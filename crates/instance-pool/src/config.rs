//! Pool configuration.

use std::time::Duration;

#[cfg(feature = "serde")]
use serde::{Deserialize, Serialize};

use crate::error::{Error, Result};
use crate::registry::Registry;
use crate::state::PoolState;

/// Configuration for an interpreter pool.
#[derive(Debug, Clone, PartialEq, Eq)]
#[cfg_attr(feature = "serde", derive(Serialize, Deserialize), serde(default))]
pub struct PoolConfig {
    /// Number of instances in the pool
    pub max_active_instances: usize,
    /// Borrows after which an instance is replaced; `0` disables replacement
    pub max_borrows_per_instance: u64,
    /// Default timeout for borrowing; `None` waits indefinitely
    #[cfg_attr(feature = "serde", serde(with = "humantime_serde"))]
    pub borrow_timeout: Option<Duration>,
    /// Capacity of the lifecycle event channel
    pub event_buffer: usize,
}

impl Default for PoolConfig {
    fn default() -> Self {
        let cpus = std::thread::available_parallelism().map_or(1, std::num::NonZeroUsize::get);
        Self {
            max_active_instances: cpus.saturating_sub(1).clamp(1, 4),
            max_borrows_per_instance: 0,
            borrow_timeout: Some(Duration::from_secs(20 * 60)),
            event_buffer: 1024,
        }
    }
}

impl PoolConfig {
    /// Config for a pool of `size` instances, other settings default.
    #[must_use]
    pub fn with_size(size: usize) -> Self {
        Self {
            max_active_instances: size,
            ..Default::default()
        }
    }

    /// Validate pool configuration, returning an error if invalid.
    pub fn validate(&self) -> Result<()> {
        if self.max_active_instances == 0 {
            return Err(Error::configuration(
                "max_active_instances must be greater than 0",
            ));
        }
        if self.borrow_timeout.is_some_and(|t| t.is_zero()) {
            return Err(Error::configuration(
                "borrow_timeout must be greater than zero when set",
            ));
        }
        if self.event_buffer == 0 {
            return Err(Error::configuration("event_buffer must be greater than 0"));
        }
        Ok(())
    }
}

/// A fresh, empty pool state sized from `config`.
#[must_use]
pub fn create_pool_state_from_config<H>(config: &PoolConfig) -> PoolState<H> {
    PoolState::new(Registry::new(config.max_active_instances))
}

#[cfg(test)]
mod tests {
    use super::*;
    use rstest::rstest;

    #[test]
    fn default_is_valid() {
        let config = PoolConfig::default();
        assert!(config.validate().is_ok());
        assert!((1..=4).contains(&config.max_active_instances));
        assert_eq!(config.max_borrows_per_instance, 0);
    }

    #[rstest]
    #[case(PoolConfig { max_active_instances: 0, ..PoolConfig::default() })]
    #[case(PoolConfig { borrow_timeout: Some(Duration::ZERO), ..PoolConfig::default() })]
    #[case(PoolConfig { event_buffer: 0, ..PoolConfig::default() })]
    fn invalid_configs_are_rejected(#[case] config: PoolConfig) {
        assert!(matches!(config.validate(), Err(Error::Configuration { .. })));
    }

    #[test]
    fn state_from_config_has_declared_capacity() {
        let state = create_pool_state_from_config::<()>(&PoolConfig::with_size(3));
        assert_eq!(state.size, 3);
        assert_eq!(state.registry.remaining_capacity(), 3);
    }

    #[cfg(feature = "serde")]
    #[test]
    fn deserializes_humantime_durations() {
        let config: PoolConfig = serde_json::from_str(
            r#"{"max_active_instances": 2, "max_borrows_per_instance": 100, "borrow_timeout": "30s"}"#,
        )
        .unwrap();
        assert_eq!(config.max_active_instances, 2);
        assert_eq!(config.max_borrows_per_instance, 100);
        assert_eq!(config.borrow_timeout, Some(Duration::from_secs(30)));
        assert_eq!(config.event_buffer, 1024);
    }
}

--

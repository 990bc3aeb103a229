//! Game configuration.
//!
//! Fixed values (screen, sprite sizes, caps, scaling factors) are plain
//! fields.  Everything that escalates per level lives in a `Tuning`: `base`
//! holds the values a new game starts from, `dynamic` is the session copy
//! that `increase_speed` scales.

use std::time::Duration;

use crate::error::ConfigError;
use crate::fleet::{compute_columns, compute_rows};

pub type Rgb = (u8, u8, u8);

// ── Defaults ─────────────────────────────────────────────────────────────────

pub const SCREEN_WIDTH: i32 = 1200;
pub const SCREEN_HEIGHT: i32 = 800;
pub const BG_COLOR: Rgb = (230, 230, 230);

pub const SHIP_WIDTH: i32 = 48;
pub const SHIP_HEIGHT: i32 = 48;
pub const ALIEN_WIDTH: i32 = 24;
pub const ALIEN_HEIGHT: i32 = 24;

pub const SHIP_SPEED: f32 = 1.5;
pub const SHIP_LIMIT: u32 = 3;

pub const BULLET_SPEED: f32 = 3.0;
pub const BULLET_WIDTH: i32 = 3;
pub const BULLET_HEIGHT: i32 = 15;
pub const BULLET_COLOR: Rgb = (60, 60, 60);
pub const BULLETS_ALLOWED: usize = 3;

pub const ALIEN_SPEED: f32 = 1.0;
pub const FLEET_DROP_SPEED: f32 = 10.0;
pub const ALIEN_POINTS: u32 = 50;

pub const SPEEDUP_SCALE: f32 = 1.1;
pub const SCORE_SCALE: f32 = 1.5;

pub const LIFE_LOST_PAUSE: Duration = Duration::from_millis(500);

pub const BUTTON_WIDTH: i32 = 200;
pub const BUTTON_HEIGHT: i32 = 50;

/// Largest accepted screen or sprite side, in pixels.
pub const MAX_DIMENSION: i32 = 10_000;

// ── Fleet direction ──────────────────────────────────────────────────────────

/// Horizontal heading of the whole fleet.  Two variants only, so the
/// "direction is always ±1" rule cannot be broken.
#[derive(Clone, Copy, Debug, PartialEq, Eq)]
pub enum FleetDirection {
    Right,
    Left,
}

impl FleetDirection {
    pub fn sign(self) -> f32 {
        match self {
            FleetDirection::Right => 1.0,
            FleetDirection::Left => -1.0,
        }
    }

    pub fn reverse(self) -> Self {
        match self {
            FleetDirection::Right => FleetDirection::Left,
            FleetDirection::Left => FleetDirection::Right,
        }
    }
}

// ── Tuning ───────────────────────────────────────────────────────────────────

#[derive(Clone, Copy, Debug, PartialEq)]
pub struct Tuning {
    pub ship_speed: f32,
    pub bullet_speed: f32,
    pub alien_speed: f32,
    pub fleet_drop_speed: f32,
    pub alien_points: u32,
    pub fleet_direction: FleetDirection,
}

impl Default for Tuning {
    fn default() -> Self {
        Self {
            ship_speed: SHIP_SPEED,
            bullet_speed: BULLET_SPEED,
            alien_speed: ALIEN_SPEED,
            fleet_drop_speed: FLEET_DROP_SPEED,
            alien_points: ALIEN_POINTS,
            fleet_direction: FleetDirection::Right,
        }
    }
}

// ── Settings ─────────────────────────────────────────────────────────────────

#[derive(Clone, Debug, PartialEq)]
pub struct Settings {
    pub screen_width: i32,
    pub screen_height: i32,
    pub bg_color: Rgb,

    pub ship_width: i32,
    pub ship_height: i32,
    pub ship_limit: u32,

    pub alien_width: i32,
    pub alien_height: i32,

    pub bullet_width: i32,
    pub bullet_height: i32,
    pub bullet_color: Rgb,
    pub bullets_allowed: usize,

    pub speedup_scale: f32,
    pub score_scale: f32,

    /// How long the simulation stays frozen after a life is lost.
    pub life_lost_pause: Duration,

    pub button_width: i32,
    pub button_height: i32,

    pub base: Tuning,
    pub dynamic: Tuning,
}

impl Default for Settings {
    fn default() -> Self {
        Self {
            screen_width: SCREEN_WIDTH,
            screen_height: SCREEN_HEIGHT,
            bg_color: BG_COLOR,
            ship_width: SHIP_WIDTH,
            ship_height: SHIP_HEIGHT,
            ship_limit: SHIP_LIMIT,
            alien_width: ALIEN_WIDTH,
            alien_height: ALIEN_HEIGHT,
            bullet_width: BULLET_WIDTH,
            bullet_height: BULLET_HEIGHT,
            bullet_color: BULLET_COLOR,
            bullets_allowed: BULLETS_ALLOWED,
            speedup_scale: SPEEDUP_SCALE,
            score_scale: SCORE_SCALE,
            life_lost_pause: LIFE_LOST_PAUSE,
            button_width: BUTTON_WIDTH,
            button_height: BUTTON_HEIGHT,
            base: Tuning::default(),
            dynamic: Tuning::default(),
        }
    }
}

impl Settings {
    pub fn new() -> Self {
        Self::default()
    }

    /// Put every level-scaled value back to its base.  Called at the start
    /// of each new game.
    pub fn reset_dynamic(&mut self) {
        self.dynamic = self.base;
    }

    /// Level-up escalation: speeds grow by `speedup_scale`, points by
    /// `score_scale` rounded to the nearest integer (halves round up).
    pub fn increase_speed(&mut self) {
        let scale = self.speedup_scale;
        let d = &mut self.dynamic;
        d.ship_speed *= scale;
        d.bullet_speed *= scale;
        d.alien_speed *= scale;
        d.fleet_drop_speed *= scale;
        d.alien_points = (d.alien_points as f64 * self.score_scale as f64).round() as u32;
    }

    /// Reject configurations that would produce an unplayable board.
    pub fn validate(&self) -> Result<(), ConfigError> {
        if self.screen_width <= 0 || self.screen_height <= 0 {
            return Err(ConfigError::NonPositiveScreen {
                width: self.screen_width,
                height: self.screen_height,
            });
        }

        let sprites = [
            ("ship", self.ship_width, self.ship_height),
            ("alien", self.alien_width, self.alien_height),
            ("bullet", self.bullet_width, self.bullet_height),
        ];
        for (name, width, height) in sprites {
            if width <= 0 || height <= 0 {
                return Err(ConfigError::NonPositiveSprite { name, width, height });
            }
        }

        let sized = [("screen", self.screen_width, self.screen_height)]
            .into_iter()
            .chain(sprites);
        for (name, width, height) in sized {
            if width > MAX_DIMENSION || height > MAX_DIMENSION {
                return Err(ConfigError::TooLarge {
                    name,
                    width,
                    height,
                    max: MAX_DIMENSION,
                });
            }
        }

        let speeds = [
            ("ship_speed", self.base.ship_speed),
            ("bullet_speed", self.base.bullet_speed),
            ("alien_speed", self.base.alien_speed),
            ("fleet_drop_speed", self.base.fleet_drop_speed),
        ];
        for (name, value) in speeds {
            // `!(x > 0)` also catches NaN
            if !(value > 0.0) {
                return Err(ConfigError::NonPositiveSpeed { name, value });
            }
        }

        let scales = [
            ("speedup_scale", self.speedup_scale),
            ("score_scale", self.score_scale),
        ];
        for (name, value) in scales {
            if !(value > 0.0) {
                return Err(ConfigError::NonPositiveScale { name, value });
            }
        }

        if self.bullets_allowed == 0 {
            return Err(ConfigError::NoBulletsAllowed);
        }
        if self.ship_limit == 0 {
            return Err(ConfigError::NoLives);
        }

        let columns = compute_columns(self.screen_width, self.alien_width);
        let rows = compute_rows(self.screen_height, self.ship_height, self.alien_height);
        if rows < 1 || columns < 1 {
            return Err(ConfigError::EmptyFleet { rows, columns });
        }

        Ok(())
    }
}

What the task asks:
Return only the lines between the one holding "assert_eq!(state.size, 3);" and the one holding "let config: PoolConfig", inclusive, exactly as they appear above.

Result for this task:
        assert_eq!(state.size, 3);
        assert_eq!(state.registry.remaining_capacity(), 3);
    }

    #[cfg(feature = "serde")]
    #[test]
    fn deserializes_humantime_durations() {
        let config: PoolConfig = serde_json::from_str(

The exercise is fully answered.